--- RECORDS SHOWN Enclosed Below ---
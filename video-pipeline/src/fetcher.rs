use crate::types::{FetchConfig, PipelineError, Result};
use backoff::{backoff::Backoff, exponential::ExponentialBackoff};
use chrono::{DateTime, Utc};
use reqwest::Client;
use std::collections::HashMap;
use std::sync::Arc;
use std::time::{Duration, Instant};
use tokio::sync::Mutex;
use tracing::{debug, error, info, warn};
use url::Url;

/// Body and timing of a successful fetch.
#[derive(Debug, Clone)]
pub struct FetchResult {
    pub url: String,
    pub content: String,
    pub http_status: u16,
    pub fetch_time: DateTime<Utc>,
    pub response_time_ms: u64,
}

pub struct Fetcher {
    client: Client,
    config: FetchConfig,
    rate_limiter: Arc<Mutex<HashMap<String, Instant>>>,
}

impl Fetcher {
    pub fn new(config: FetchConfig) -> Result<Self> {
        let client = Client::builder()
            .user_agent(&config.user_agent)
            .timeout(Duration::from_secs(config.timeout_seconds))
            .gzip(true)
            .deflate(true)
            .brotli(true)
            .redirect(reqwest::redirect::Policy::limited(config.max_redirects))
            .build()?;

        Ok(Self {
            client,
            config,
            rate_limiter: Arc::new(Mutex::new(HashMap::new())),
        })
    }

    /// GET `url`, retrying transport errors and non-success statuses with
    /// exponential backoff up to `max_retries` extra attempts.
    pub async fn fetch(&self, url: &str) -> Result<FetchResult> {
        let start_time = Instant::now();
        let fetch_time = Utc::now();

        debug!("Fetching: {}", url);

        self.apply_rate_limit(url).await?;

        let mut backoff: ExponentialBackoff<backoff::SystemClock> = ExponentialBackoff {
            current_interval: Duration::from_secs(self.config.retry_delay_seconds),
            initial_interval: Duration::from_secs(self.config.retry_delay_seconds),
            max_interval: Duration::from_secs(self.config.retry_delay_seconds * 32),
            multiplier: 2.0,
            max_elapsed_time: Some(Duration::from_secs(self.config.retry_delay_seconds * 60)),
            ..Default::default()
        };

        let mut last_error = None;

        for attempt in 0..=self.config.max_retries {
            match self.fetch_once(url).await {
                Ok((status, content)) => {
                    info!("Fetched {} ({} bytes)", url, content.len());
                    return Ok(FetchResult {
                        url: url.to_string(),
                        content,
                        http_status: status,
                        fetch_time,
                        response_time_ms: start_time.elapsed().as_millis() as u64,
                    });
                }
                // Oversized bodies will not shrink on retry.
                Err(e @ PipelineError::ResponseTooLarge { .. }) => return Err(e),
                Err(e) => {
                    last_error = Some(e);

                    if attempt < self.config.max_retries {
                        if let Some(delay) = backoff.next_backoff() {
                            warn!("Attempt {} failed for {}, retrying in {:?}", attempt + 1, url, delay);
                            tokio::time::sleep(delay).await;
                            continue;
                        }
                    }
                    break;
                }
            }
        }

        error!("Failed to fetch after {} attempts: {}", self.config.max_retries + 1, url);
        Err(last_error.unwrap_or_else(|| PipelineError::HttpStatus {
            url: url.to_string(),
            status: 0,
        }))
    }

    async fn fetch_once(&self, url: &str) -> Result<(u16, String)> {
        let response = self.client.get(url).send().await?;
        let status = response.status();

        if !status.is_success() {
            return Err(PipelineError::HttpStatus {
                url: url.to_string(),
                status: status.as_u16(),
            });
        }

        if let Some(content_length) = response.content_length() {
            let size_mb = content_length as usize / (1024 * 1024);
            if size_mb > self.config.max_feed_size_mb {
                return Err(PipelineError::ResponseTooLarge {
                    url: url.to_string(),
                    size_mb,
                });
            }
        }

        let content = response.text().await?;
        Ok((status.as_u16(), content))
    }

    async fn apply_rate_limit(&self, url: &str) -> Result<Duration> {
        let parsed_url = Url::parse(url)?;
        let host = parsed_url.host_str().unwrap_or("").to_string();

        let min_interval = Duration::from_millis(250); // between requests to the same host

        // Reserve this host's next slot under the lock, sleep after releasing it.
        let wait_time = {
            let mut rate_limiter = self.rate_limiter.lock().await;
            let now = Instant::now();
            let slot = match rate_limiter.get(&host) {
                Some(last_slot) => (*last_slot + min_interval).max(now),
                None => now,
            };
            rate_limiter.insert(host.clone(), slot);
            slot - now
        };

        if !wait_time.is_zero() {
            debug!("Rate limiting {}: waiting {:?}", host, wait_time);
            tokio::time::sleep(wait_time).await;
        }

        Ok(wait_time)
    }
}

#[cfg(test)]
mod tests {
    use super::*;

    #[tokio::test]
    async fn rate_limit_waits_only_for_the_same_host() {
        let fetcher = Fetcher::new(FetchConfig::default()).unwrap();

        let first = fetcher.apply_rate_limit("https://www.youtube.com/feeds/a").await.unwrap();
        assert!(first.is_zero());

        let started = Instant::now();
        let (same_host, other_host) = tokio::join!(
            fetcher.apply_rate_limit("https://www.youtube.com/feeds/b"),
            async {
                let waited = fetcher.apply_rate_limit("https://example.com/feed").await.unwrap();
                (waited, started.elapsed())
            }
        );

        assert!(same_host.unwrap() > Duration::from_millis(100));
        let (other_wait, other_elapsed) = other_host;
        assert!(other_wait.is_zero());
        // Not held up behind the other host's sleep.
        assert!(other_elapsed < Duration::from_millis(200));
    }
}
--- End of Enclosed RECORDS SHOWN ---
■ EXERCISE OBJECTIVE ■
Here the job is to transcribe the lines from the first line of the data through the line containing "let mut backoff: ExponentialBackoff<backoff::SystemClock>", inclusive, exactly and with nothing else.

■ EXERCISE OUTPUT ■
filename video-pipeline/src/fetcher.rs
use crate::types::{FetchConfig, PipelineError, Result};
use backoff::{backoff::Backoff, exponential::ExponentialBackoff};
use chrono::{DateTime, Utc};
use reqwest::Client;
use std::collections::HashMap;
use std::sync::Arc;
use std::time::{Duration, Instant};
use tokio::sync::Mutex;
use tracing::{debug, error, info, warn};
use url::Url;

/// Body and timing of a successful fetch.
#[derive(Debug, Clone)]
pub struct FetchResult {
    pub url: String,
    pub content: String,
    pub http_status: u16,
    pub fetch_time: DateTime<Utc>,
    pub response_time_ms: u64,
}

pub struct Fetcher {
    client: Client,
    config: FetchConfig,
    rate_limiter: Arc<Mutex<HashMap<String, Instant>>>,
}

impl Fetcher {
    pub fn new(config: FetchConfig) -> Result<Self> {
        let client = Client::builder()
            .user_agent(&config.user_agent)
            .timeout(Duration::from_secs(config.timeout_seconds))
            .gzip(true)
            .deflate(true)
            .brotli(true)
            .redirect(reqwest::redirect::Policy::limited(config.max_redirects))
            .build()?;

        Ok(Self {
            client,
            config,
            rate_limiter: Arc::new(Mutex::new(HashMap::new())),
        })
    }

    /// GET `url`, retrying transport errors and non-success statuses with
    /// exponential backoff up to `max_retries` extra attempts.
    pub async fn fetch(&self, url: &str) -> Result<FetchResult> {
        let start_time = Instant::now();
        let fetch_time = Utc::now();

        debug!("Fetching: {}", url);

        self.apply_rate_limit(url).await?;

        let mut backoff: ExponentialBackoff<backoff::SystemClock> = ExponentialBackoff {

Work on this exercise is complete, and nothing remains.